Write the records out again. Match them exactly.

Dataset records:
• • • •
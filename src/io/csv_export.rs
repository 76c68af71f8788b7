use std::path::Path;

use chrono::NaiveDateTime;

use crate::error::Result;
use crate::model::Task;

const DATE_TIME_FORMAT: &str = "%Y-%m-%d %H:%M";

fn format_opt(value: Option<NaiveDateTime>) -> String {
    value
        .map(|v| v.format(DATE_TIME_FORMAT).to_string())
        .unwrap_or_default()
}

/// Export tasks to a semicolon-delimited CSV file.
///
/// Columns: Content ; Category ; Priority ; Duration ; Status ; Deadline ; Start ; End
/// Date-times are written as `YYYY-MM-DD HH:MM`, empty when unset.
/// Returns the number of tasks written.
pub fn export_csv(tasks: &[Task], path: &Path) -> Result<usize> {
    let mut wtr = csv::WriterBuilder::new().delimiter(b';').from_path(path)?;

    wtr.write_record([
        "Content", "Category", "Priority", "Duration", "Status", "Deadline", "Start", "End",
    ])?;

    for task in tasks {
        wtr.write_record([
            task.content.as_str(),
            task.category.as_str(),
            task.priority.as_str(),
            &task.estimated_duration.to_string(),
            task.status.label(),
            &format_opt(task.deadline),
            &format_opt(task.scheduled_start),
            &format_opt(task.scheduled_end),
        ])?;
    }

    wtr.flush()?;
    Ok(tasks.len())
}

#[cfg(test)]
mod tests {
    use super::*;
    use crate::parser::parse_task_text;
    use chrono::NaiveDate;

    #[test]
    fn writes_header_and_rows() {
        let dir = tempfile::tempdir().unwrap();
        let path = dir.path().join("tasks.csv");
        let day = NaiveDate::from_ymd_opt(2025, 7, 2).unwrap();
        let mut task = Task::from_parsed(
            parse_task_text("plan trip; book hotel 45m high [life]"),
            day.and_hms_opt(8, 0, 0).unwrap(),
        );
        task.scheduled_start = day.and_hms_opt(19, 0, 0);
        task.scheduled_end = day.and_hms_opt(19, 45, 0);

        assert_eq!(export_csv(&[task], &path).unwrap(), 1);
        let text = std::fs::read_to_string(&path).unwrap();
        let mut lines = text.lines();
        assert_eq!(
            lines.next(),
            Some("Content;Category;Priority;Duration;Status;Deadline;Start;End")
        );
        assert_eq!(
            lines.next(),
            Some("\"plan trip; book hotel\";life;high;45;Pending;;2025-07-02 19:00;2025-07-02 19:45")
        );
    }
}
• • • •
Solution to this task:
filename src/io/csv_export.rs
repository 76c68af71f8788b7
use std::path::Path;

use chrono::NaiveDateTime;

use crate::error::Result;
use crate::model::Task;

const DATE_TIME_FORMAT: &str = "%Y-%m-%d %H:%M";

fn format_opt(value: Option<NaiveDateTime>) -> String {
    value
        .map(|v| v.format(DATE_TIME_FORMAT).to_string())
        .unwrap_or_default()
}

/// Export tasks to a semicolon-delimited CSV file.
///
/// Columns: Content ; Category ; Priority ; Duration ; Status ; Deadline ; Start ; End
/// Date-times are written as `YYYY-MM-DD HH:MM`, empty when unset.
/// Returns the number of tasks written.
pub fn export_csv(tasks: &[Task], path: &Path) -> Result<usize> {
    let mut wtr = csv::WriterBuilder::new().delimiter(b';').from_path(path)?;

    wtr.write_record([
        "Content", "Category", "Priority", "Duration", "Status", "Deadline", "Start", "End",
    ])?;

    for task in tasks {
        wtr.write_record([
            task.content.as_str(),
            task.category.as_str(),
            task.priority.as_str(),
            &task.estimated_duration.to_string(),
            task.status.label(),
            &format_opt(task.deadline),
            &format_opt(task.scheduled_start),
            &format_opt(task.scheduled_end),
        ])?;
    }

    wtr.flush()?;
    Ok(tasks.len())
}

#[cfg(test)]
mod tests {
    use super::*;
    use crate::parser::parse_task_text;
    use chrono::NaiveDate;

    #[test]
    fn writes_header_and_rows() {
        let dir = tempfile::tempdir().unwrap();
        let path = dir.path().join("tasks.csv");
        let day = NaiveDate::from_ymd_opt(2025, 7, 2).unwrap();
        let mut task = Task::from_parsed(
            parse_task_text("plan trip; book hotel 45m high [life]"),
            day.and_hms_opt(8, 0, 0).unwrap(),
        );
        task.scheduled_start = day.and_hms_opt(19, 0, 0);
        task.scheduled_end = day.and_hms_opt(19, 45, 0);

        assert_eq!(export_csv(&[task], &path).unwrap(), 1);
        let text = std::fs::read_to_string(&path).unwrap();
        let mut lines = text.lines();
        assert_eq!(
            lines.next(),
            Some("Content;Category;Priority;Duration;Status;Deadline;Start;End")
        );
        assert_eq!(
            lines.next(),
            Some("\"plan trip; book hotel\";life;high;45;Pending;;2025-07-02 19:00;2025-07-02 19:45")
        );
    }
}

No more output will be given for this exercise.